**EXERCISE DESCRIPTION:**
Beneath this line are the data; copy exactly the part of them that opens with the line containing "let low = window_starts(&set.low);" and closes with the line containing "let mask = Array1::from_elem(image.len(), true);", and only that part.

(Stored data)
* * * * * * *
//! Validation tests for the oscillation-mapping signal chain
//!
//! Each test checks an algorithm against a result that can be derived by hand

use ndarray::{Array1, Array2};
use num_complex::Complex64;
use oscmap_core::utils::index_axis;
use oscmap_core::{
    BinThresholds, ContaminationParameters, CoreError, PipelineConfig, SegmentationMethod,
};
use oscmap_signal::{
    assign_bins, calibrate_rbc_m_ratio, decompose_with_ratio, find_high_low_indices,
    fit_sum_of_sines, median_filter, moving_average_filter, remove_gas_contamination,
    RatioSource,
};
use std::f64::consts::PI;

fn init_tracing() {
    let _ = tracing_subscriber::fmt()
        .with_env_filter(tracing_subscriber::EnvFilter::from_default_env())
        .with_test_writer()
        .try_init();
}

/// Decomposing `A·exp(i·atan2(r, 1))` yields `A·sin` on the RBC channel and
/// `A·cos` on the membrane channel for any positive ratio
#[test]
fn validate_decomposition_round_trip() {
    init_tracing();
    for &r in &[0.05_f64, 0.3, 1.0, 2.7, 40.0] {
        let angle = r.atan2(1.0);
        let amplitudes =
            Array2::from_shape_fn((5, 12), |(p, s)| 1.0 + 0.1 * p as f64 + 0.01 * s as f64);
        let data = amplitudes.mapv(|a| Complex64::from_polar(a, angle));
        let channels = decompose_with_ratio(&data, r).unwrap();

        let mut max_error = 0.0f64;
        for ((a, rbc), mem) in amplitudes
            .iter()
            .zip(channels.rbc.iter())
            .zip(channels.membrane.iter())
        {
            max_error = max_error
                .max((rbc - a * angle.sin()).abs())
                .max((mem - a * angle.cos()).abs());
        }
        println!("ratio {r}: max channel error {max_error:.3e}");
        assert!(max_error < 1e-10, "ratio {r}: error {max_error}");
    }
}

/// Data placed at the calibrated angle keeps `rbc / membrane == ratio`
#[test]
fn validate_dixon_channel_ratio() {
    let angle = 0.3_f64.atan2(1.0);
    let data = Array2::from_elem((8, 64), Complex64::from_polar(1.0, angle));
    let channels = decompose_with_ratio(&data, 0.3).unwrap();
    for (rbc, mem) in channels.rbc.iter().zip(channels.membrane.iter()) {
        assert!((rbc / mem - 0.3).abs() < 1e-12);
    }
}

/// Zero contamination area leaves the dissolved data untouched
#[test]
fn validate_contamination_zero_area_is_noop() {
    let dissolved = Array2::from_shape_fn((30, 20), |(p, s)| {
        Complex64::new((p as f64 * 0.1).cos(), (s as f64 * 0.2).sin())
    });
    let gas = Array2::from_shape_fn((30, 20), |(p, s)| {
        Complex64::from_polar(3.0, 0.01 * (p + s) as f64)
    });
    let params = ContaminationParameters {
        freq_offset_hz: -7000.0,
        phase_offset_deg: 45.0,
        area: 0.0,
        gas_flip_angle_deg: 0.5,
    };
    let cleaned = remove_gas_contamination(&dissolved, &gas, 1e-5, &params).unwrap();
    assert_eq!(cleaned, dissolved);
}

/// Mismatched dissolved and gas shapes are invalid input
#[test]
fn validate_contamination_shape_mismatch() {
    let dissolved = Array2::<Complex64>::zeros((4, 8));
    let gas = Array2::<Complex64>::zeros((4, 7));
    let params = ContaminationParameters {
        freq_offset_hz: 0.0,
        phase_offset_deg: 0.0,
        area: 1.0,
        gas_flip_angle_deg: 0.5,
    };
    assert!(matches!(
        remove_gas_contamination(&dissolved, &gas, 1e-5, &params),
        Err(CoreError::InvalidInput(_))
    ));
}

/// Index sets are strictly ascending, inside the signal and equal in length
#[test]
fn validate_index_set_invariants() {
    let signals: Vec<Array1<f64>> = vec![
        Array1::from_shape_fn(1000, |i| (2.0 * PI * i as f64 / 100.0).sin()),
        Array1::from_shape_fn(333, |i| {
            (2.0 * PI * i as f64 / 17.0).sin() + 0.3 * (i as f64 * 0.9).cos()
        }),
        Array1::from_shape_fn(64, |i| if i % 9 == 0 { 2.0 } else { -0.5 }),
        Array1::from_shape_fn(200, |i| (i as f64 * 0.05).exp().sin()),
    ];
    for (n, signal) in signals.iter().enumerate() {
        for method in [SegmentationMethod::Peaks, SegmentationMethod::Threshold] {
            for threshold in [0.0, 0.2, 0.7, 1.0] {
                let set = find_high_low_indices(signal, 20, threshold, true, method).unwrap();
                assert!(
                    set.is_valid_for(signal.len()),
                    "signal {n} {method:?} threshold {threshold}"
                );
                assert_eq!(set.high.len(), set.low.len());
            }
        }
    }
}

/// A period-100 signal over 1000 samples gives ten evenly spaced windows
#[test]
fn validate_periodic_segmentation() {
    let signal = Array1::from_shape_fn(1000, |i| (2.0 * PI * i as f64 / 100.0).sin());
    let set = find_high_low_indices(&signal, 100, 0.2, true, SegmentationMethod::Peaks).unwrap();

    let window_starts = |v: &[usize]| -> Vec<usize> {
        let mut starts = vec![v[0]];
        starts.extend(v.windows(2).filter(|w| w[1] != w[0] + 1).map(|w| w[1]));
        starts
    };
    let high = window_starts(&set.high);
    let low = window_starts(&set.low);
    println!("high windows start at {high:?}");
    assert_eq!(high.len(), 10);
    assert_eq!(low.len(), 10);
    assert!(high.windows(2).all(|w| w[1] - w[0] == 100));
    assert!(low.windows(2).all(|w| w[1] - w[0] == 100));
    assert_eq!(low[0] - high[0], 50);
}

/// Even or zero windows are rejected, odd windows are accepted
#[test]
fn validate_filter_preconditions() {
    let x = Array1::from_shape_fn(21, |i| (i as f64).sqrt());
    for w in [0usize, 2, 4, 10] {
        assert!(matches!(
            moving_average_filter(&x, w),
            Err(CoreError::Precondition { .. })
        ));
        assert!(matches!(
            median_filter(&x, w),
            Err(CoreError::Precondition { .. })
        ));
    }
    for w in [1usize, 3, 5, 21] {
        assert_eq!(moving_average_filter(&x, w).unwrap().len(), 21 - w + 1);
        assert_eq!(median_filter(&x, w).unwrap().len(), 21);
    }
}

/// Class `i` covers `[T[i-2], T[i-1])`, open-ended at both extremes
#[test]
fn validate_binning_monotonicity() {
    let thresholds = BinThresholds::new(vec![-0.4, 0.39, 0.58, 0.77, 0.96]).unwrap();
    let t = thresholds.values();
    let values: Vec<f64> = (0..=400).map(|i| -1.0 + i as f64 * 0.005).collect();

    let mut previous = 0u8;
    for &v in &values {
        let class = thresholds.classify(v);
        let i = usize::from(class);
        if i >= 2 {
            assert!(t[i - 2] <= v, "{v} in class {class}");
        }
        if i <= t.len() {
            assert!(v < t[i - 1], "{v} in class {class}");
        }
        assert!(class >= previous);
        previous = class;
    }

    // The same holds after rescaling when the percentile pixel is 1.0.
    let mut pixels = values.clone();
    pixels.push(1.0);
    let image = Array1::from(pixels);
    let mask = Array1::from_elem(image.len(), true);
    let binned = assign_bins(&image, &mask, &thresholds, 100.0).unwrap();
    let bins: Vec<u8> = binned.bins.iter().copied().collect();
    assert!(bins.windows(2).all(|w| w[0] <= w[1]));
}

/// Boundary values fall into the class above the breakpoint
#[test]
fn validate_binning_reference_boundaries() {
    let thresholds = BinThresholds::new(vec![-0.4, 0.39, 0.58, 0.77, 0.96]).unwrap();
    assert_eq!(thresholds.classify(0.58), 4);
    assert_eq!(thresholds.classify(0.5799), 3);
    assert_eq!(thresholds.classify(1.5), 6);
    assert_eq!(thresholds.classify(-3.0), 1);
    assert_eq!(thresholds.num_classes(), 6);
}

/// A manual ratio is used as-is and no spectroscopy is required
#[test]
fn validate_manual_ratio_skips_fit() {
    let config = PipelineConfig {
        rbc_m_ratio: Some(0.5),
        ..PipelineConfig::default()
    };
    let calibration = calibrate_rbc_m_ratio(&config, None).unwrap();
    assert_eq!(calibration.ratio.value(), 0.5);
    assert_eq!(calibration.source, RatioSource::Manual);
    assert!(calibration.fit.is_none());
}

/// The sum-of-sines fit reproduces a clean single tone
#[test]
fn validate_single_tone_fit() {
    // Ten cycles over the 199-sample span.
    let w = 2.0 * PI * 10.0 / 199.0;
    let x = index_axis(200);
    let y = x.mapv(|t| 2.0 * (w * t + 0.5).sin());
    let model = fit_sum_of_sines(&y, 1).unwrap();
    let c = model.components()[0];
    println!("fitted a={:.6} w={:.6} p={:.6}", c.amplitude, c.angular_frequency, c.phase);
    assert!((c.amplitude - 2.0).abs() < 1e-4);
    assert!((c.angular_frequency - w).abs() < 1e-6);
    let residual = (&model.evaluate(&x) - &y).mapv(f64::abs).fold(0.0f64, |m, &v| m.max(v));
    assert!(residual < 1e-3, "max residual {residual}");
}
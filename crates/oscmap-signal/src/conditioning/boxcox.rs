//! Box–Cox power transform and its inverse.
//!
//! `y = (x^λ - 1) / λ` for `λ ≠ 0` and `y = ln x` for `λ = 0`. When no `λ` is
//! given it is chosen by maximizing the profile log-likelihood
//! `(λ - 1)·Σ ln x - n/2 · ln(var(y))`.
//!
//! # References
//! - Box & Cox (1964), "An analysis of transformations", JRSS B 26(2)

use ndarray::Array1;
use oscmap_core::{CoreResult, InputError};
use tracing::debug;

use crate::optimize::golden_section_minimize;

/// Search interval for the maximum-likelihood `λ`.
const LAMBDA_RANGE: (f64, f64) = (-5.0, 5.0);

/// Transformed data and the `λ` used.
#[derive(Debug, Clone, PartialEq)]
pub struct BoxCoxResult {
    /// Transformed values
    pub transformed: Array1<f64>,
    /// Power parameter
    pub lambda: f64,
}

fn is_log(lambda: f64) -> bool {
    lambda.abs() < 1e-12
}

fn check_positive(data: &Array1<f64>) -> CoreResult<()> {
    if data.is_empty() {
        return Err(InputError::Empty {
            what: "Box-Cox input",
        }
        .into());
    }
    if let Some((index, &value)) = data
        .iter()
        .enumerate()
        .find(|(_, v)| !(v.is_finite() && **v > 0.0))
    {
        return Err(InputError::NonPositive { index, value }.into());
    }
    Ok(())
}

fn transform(data: &Array1<f64>, lambda: f64) -> Array1<f64> {
    if is_log(lambda) {
        data.mapv(f64::ln)
    } else {
        data.mapv(|x| (x.powf(lambda) - 1.0) / lambda)
    }
}

/// Profile log-likelihood of `λ`.
#[allow(clippy::cast_precision_loss)]
fn log_likelihood(data: &Array1<f64>, log_sum: f64, lambda: f64) -> f64 {
    let y = transform(data, lambda);
    let var = y.var(0.0);
    (lambda - 1.0) * log_sum - 0.5 * data.len() as f64 * var.ln()
}

/// Box–Cox transform with a fixed `λ`.
///
/// # Errors
///
/// Returns [`InputError::NonPositive`] if any value is not strictly positive.
pub fn boxcox_with_lambda(data: &Array1<f64>, lambda: f64) -> CoreResult<Array1<f64>> {
    check_positive(data)?;
    Ok(transform(data, lambda))
}

/// Box–Cox transform with the maximum-likelihood `λ`.
///
/// # Errors
///
/// - [`InputError::NonPositive`] if any value is not strictly positive
/// - [`InputError::InsufficientSamples`] for fewer than two samples
/// - [`InputError::Degenerate`] if all values are equal
pub fn boxcox(data: &Array1<f64>) -> CoreResult<BoxCoxResult> {
    check_positive(data)?;
    if data.len() < 2 {
        return Err(InputError::InsufficientSamples {
            required: 2,
            available: data.len(),
        }
        .into());
    }
    let log_sum: f64 = data.iter().map(|x| x.ln()).sum();
    if data.iter().all(|&x| x == data[0]) {
        return Err(InputError::Degenerate {
            message: "constant data has no Box-Cox likelihood maximum".into(),
        }
        .into());
    }

    let lambda = golden_section_minimize(
        |l| -log_likelihood(data, log_sum, l),
        LAMBDA_RANGE.0,
        LAMBDA_RANGE.1,
        1e-10,
    );
    debug!(lambda, "box-cox lambda");
    Ok(BoxCoxResult {
        transformed: transform(data, lambda),
        lambda,
    })
}

/// Inverts a Box–Cox transform and subtracts `scale_offset`.
#[must_use]
pub fn inverse_boxcox(lambda: f64, data: &Array1<f64>, scale_offset: f64) -> Array1<f64> {
    if is_log(lambda) {
        data.mapv(|y| y.exp() - scale_offset)
    } else {
        data.mapv(|y| (lambda * y + 1.0).powf(1.0 / lambda) - scale_offset)
    }
}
* * * * * * *
**REPLY:**
    let low = window_starts(&set.low);
    println!("high windows start at {high:?}");
    assert_eq!(high.len(), 10);
    assert_eq!(low.len(), 10);
    assert!(high.windows(2).all(|w| w[1] - w[0] == 100));
    assert!(low.windows(2).all(|w| w[1] - w[0] == 100));
    assert_eq!(low[0] - high[0], 50);
}

/// Even or zero windows are rejected, odd windows are accepted
#[test]
fn validate_filter_preconditions() {
    let x = Array1::from_shape_fn(21, |i| (i as f64).sqrt());
    for w in [0usize, 2, 4, 10] {
        assert!(matches!(
            moving_average_filter(&x, w),
            Err(CoreError::Precondition { .. })
        ));
        assert!(matches!(
            median_filter(&x, w),
            Err(CoreError::Precondition { .. })
        ));
    }
    for w in [1usize, 3, 5, 21] {
        assert_eq!(moving_average_filter(&x, w).unwrap().len(), 21 - w + 1);
        assert_eq!(median_filter(&x, w).unwrap().len(), 21);
    }
}

/// Class `i` covers `[T[i-2], T[i-1])`, open-ended at both extremes
#[test]
fn validate_binning_monotonicity() {
    let thresholds = BinThresholds::new(vec![-0.4, 0.39, 0.58, 0.77, 0.96]).unwrap();
    let t = thresholds.values();
    let values: Vec<f64> = (0..=400).map(|i| -1.0 + i as f64 * 0.005).collect();

    let mut previous = 0u8;
    for &v in &values {
        let class = thresholds.classify(v);
        let i = usize::from(class);
        if i >= 2 {
            assert!(t[i - 2] <= v, "{v} in class {class}");
        }
        if i <= t.len() {
            assert!(v < t[i - 1], "{v} in class {class}");
        }
        assert!(class >= previous);
        previous = class;
    }

    // The same holds after rescaling when the percentile pixel is 1.0.
    let mut pixels = values.clone();
    pixels.push(1.0);
    let image = Array1::from(pixels);
    let mask = Array1::from_elem(image.len(), true);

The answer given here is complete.